Exercise objective:
Where the listing below has a line with "into one response.", write out exactly that line and every line after it, stopping after the line with "pub enum ConnectionState".
Data shown: Begin
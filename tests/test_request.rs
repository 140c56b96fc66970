use hellohttp::http::headers::Headers;
use hellohttp::http::request::{Method, Request, RequestBuilder, Version};

fn request(version: Version, headers: &[(&str, &str)]) -> Request {
    Request {
        method: Method::GET,
        path: "/".to_string(),
        version,
        headers: headers.iter().copied().collect::<Headers>(),
        body: vec![],
    }
}

#[test]
fn test_request_header_retrieval_is_case_insensitive() {
    let req = request(
        Version::HTTP_11,
        &[("Host", "example.com"), ("Content-Type", "application/json")],
    );

    assert_eq!(req.header("host"), Some("example.com"));
    assert_eq!(req.header("CONTENT-TYPE"), Some("application/json"));
    assert_eq!(req.header("Missing"), None);
}

#[test]
fn test_request_keep_alive_http11_default() {
    assert!(request(Version::HTTP_11, &[]).keep_alive());
}

#[test]
fn test_request_keep_alive_http11_close() {
    assert!(!request(Version::HTTP_11, &[("Connection", "close")]).keep_alive());
    assert!(!request(Version::HTTP_11, &[("Connection", "Upgrade, Close")]).keep_alive());
}

#[test]
fn test_request_keep_alive_http10_default_closes() {
    assert!(!request(Version::HTTP_10, &[]).keep_alive());
}

#[test]
fn test_request_keep_alive_http10_opt_in() {
    assert!(request(Version::HTTP_10, &[("Connection", "Keep-Alive")]).keep_alive());
}

#[test]
fn test_request_method_from_string() {
    assert_eq!(Method::parse("GET"), Method::GET);
    assert_eq!(Method::parse("HEAD"), Method::HEAD);
    assert_eq!(Method::parse("POST"), Method::POST);
    assert_eq!(Method::parse("get"), Method::Other("get".to_string()));
    assert_eq!(Method::parse("PURGE").as_str(), "PURGE");
}

#[test]
fn test_version_parse_and_display() {
    assert_eq!(Version::parse("HTTP/1.1"), Some(Version::HTTP_11));
    assert_eq!(Version::parse("HTTP/1.0"), Some(Version::HTTP_10));
    assert_eq!(Version::parse("HTTP/2.0"), Some(Version(20)));
    assert_eq!(Version::parse("HTTP/1.10"), None);
    assert_eq!(Version::parse("http/1.1"), None);
    assert_eq!(Version::HTTP_10.to_string(), "HTTP/1.0");
}

#[test]
fn test_request_builder() {
    let req = RequestBuilder::new()
        .method(Method::HEAD)
        .path("/index")
        .header("Content-Length", "7")
        .build()
        .unwrap();

    assert_eq!(req.version, Version::HTTP_11);
    assert_eq!(req.header("content-length"), Some("7"));
    assert!(RequestBuilder::new().path("/").build().is_err());
}
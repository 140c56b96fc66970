use std::sync::Arc;

use anyhow::Context;
use bytes::BytesMut;
use tokio::io::{AsyncRead, AsyncWrite, AsyncWriteExt};

use crate::diagnostics::Diagnostics;
use crate::http::handler::handle_request;
use crate::http::parser::Limits;
use crate::http::reader::read_request;
use crate::http::request::Request;
use crate::http::response::Response;
use crate::http::writer::ResponseWriter;

/// Turns one request into one response.
pub type RequestHandler = fn(Request) -> Response;

/// Serves every request sent on one stream, then half-closes it.
pub struct Connection<S> {
    stream: S,
    buffer: BytesMut,
    state: ConnectionState,
    handler: RequestHandler,
    limits: Limits,
    diagnostics: Arc<dyn Diagnostics>,
    served: usize,
}

pub enum ConnectionState {
    Reading,
    Dispatching(Request),
    Writing(ResponseWriter, bool), // bool = need_eof?
    Closing,
}

impl<S> Connection<S>
where
    S: AsyncRead + AsyncWrite + Unpin,
{
    pub fn new(stream: S, diagnostics: Arc<dyn Diagnostics>) -> Self {
        Self {
            stream,
            buffer: BytesMut::with_capacity(4096),
            state: ConnectionState::Reading,
            handler: handle_request,
            limits: Limits::default(),
            diagnostics,
            served: 0,
        }
    }

    pub fn with_handler(mut self, handler: RequestHandler) -> Self {
        self.handler = handler;
        self
    }

    pub fn with_limits(mut self, limits: Limits) -> Self {
        self.limits = limits;
        self
    }

    /// Runs the connection to completion and returns how many responses were sent.
    ///
    /// Never fails: read and write errors are reported to the diagnostic sink
    /// and end this connection only. The outbound half is shut down on every
    /// exit path so the peer sees end-of-stream.
    pub async fn run(mut self) -> usize {
        match self.drive().await {
            Ok(()) => self.diagnostics.connection_closed(self.served),
            Err(e) => self.diagnostics.connection_error(&e),
        }

        // best effort, the peer may already be gone
        let _ = self.stream.shutdown().await;
        self.served
    }

    async fn drive(&mut self) -> anyhow::Result<()> {
        loop {
            // Any early return through `?` leaves the state at Closing
            match std::mem::replace(&mut self.state, ConnectionState::Closing) {
                ConnectionState::Reading => {
                    match read_request(&mut self.stream, &mut self.buffer, &self.limits).await? {
                        Some(req) => {
                            self.state = ConnectionState::Dispatching(req);
                        }
                        None => {
                            self.state = ConnectionState::Closing;
                        }
                    }
                }

                ConnectionState::Dispatching(req) => {
                    self.diagnostics.request(&req);
                    let response = (self.handler)(req);

                    let writer = ResponseWriter::new(&response);
                    self.state = ConnectionState::Writing(writer, response.need_eof());
                }

                ConnectionState::Writing(mut writer, need_eof) => {
                    writer
                        .write_to_stream(&mut self.stream)
                        .await
                        .context("Failed to write response")?;
                    self.served += 1;

                    if need_eof {
                        self.state = ConnectionState::Closing;
                    } else {
                        self.state = ConnectionState::Reading; // go back for next request
                    }
                }

                ConnectionState::Closing => {
                    break;
                }
            }
        }

        Ok(())
    }
}
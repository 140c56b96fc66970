use hellohttp::config::Config;
use hellohttp::server::Server;
use tracing_subscriber::EnvFilter;

#[tokio::main]
async fn main() -> anyhow::Result<()> {
    tracing_subscriber::fmt()
        .with_env_filter(
            EnvFilter::try_from_default_env().unwrap_or_else(|_| EnvFilter::new("info")),
        )
        .with_target(false)
        .with_level(true)
        .init();

    let cfg = Config::load()?;
    let server = Server::bind(&cfg).await?;
    tracing::info!("Server has started on {}", server.local_addr()?);

    server
        .run_until(async {
            if let Err(e) = tokio::signal::ctrl_c().await {
                tracing::error!("Failed to listen for shutdown signal: {}", e);
                std::future::pending::<()>().await;
            }
            tracing::info!("Shutdown signal received");
        })
        .await
}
Data shown: End
Output of the task:
/// Turns one request into one response.
pub type RequestHandler = fn(Request) -> Response;

/// Serves every request sent on one stream, then half-closes it.
pub struct Connection<S> {
    stream: S,
    buffer: BytesMut,
    state: ConnectionState,
    handler: RequestHandler,
    limits: Limits,
    diagnostics: Arc<dyn Diagnostics>,
    served: usize,
}

pub enum ConnectionState {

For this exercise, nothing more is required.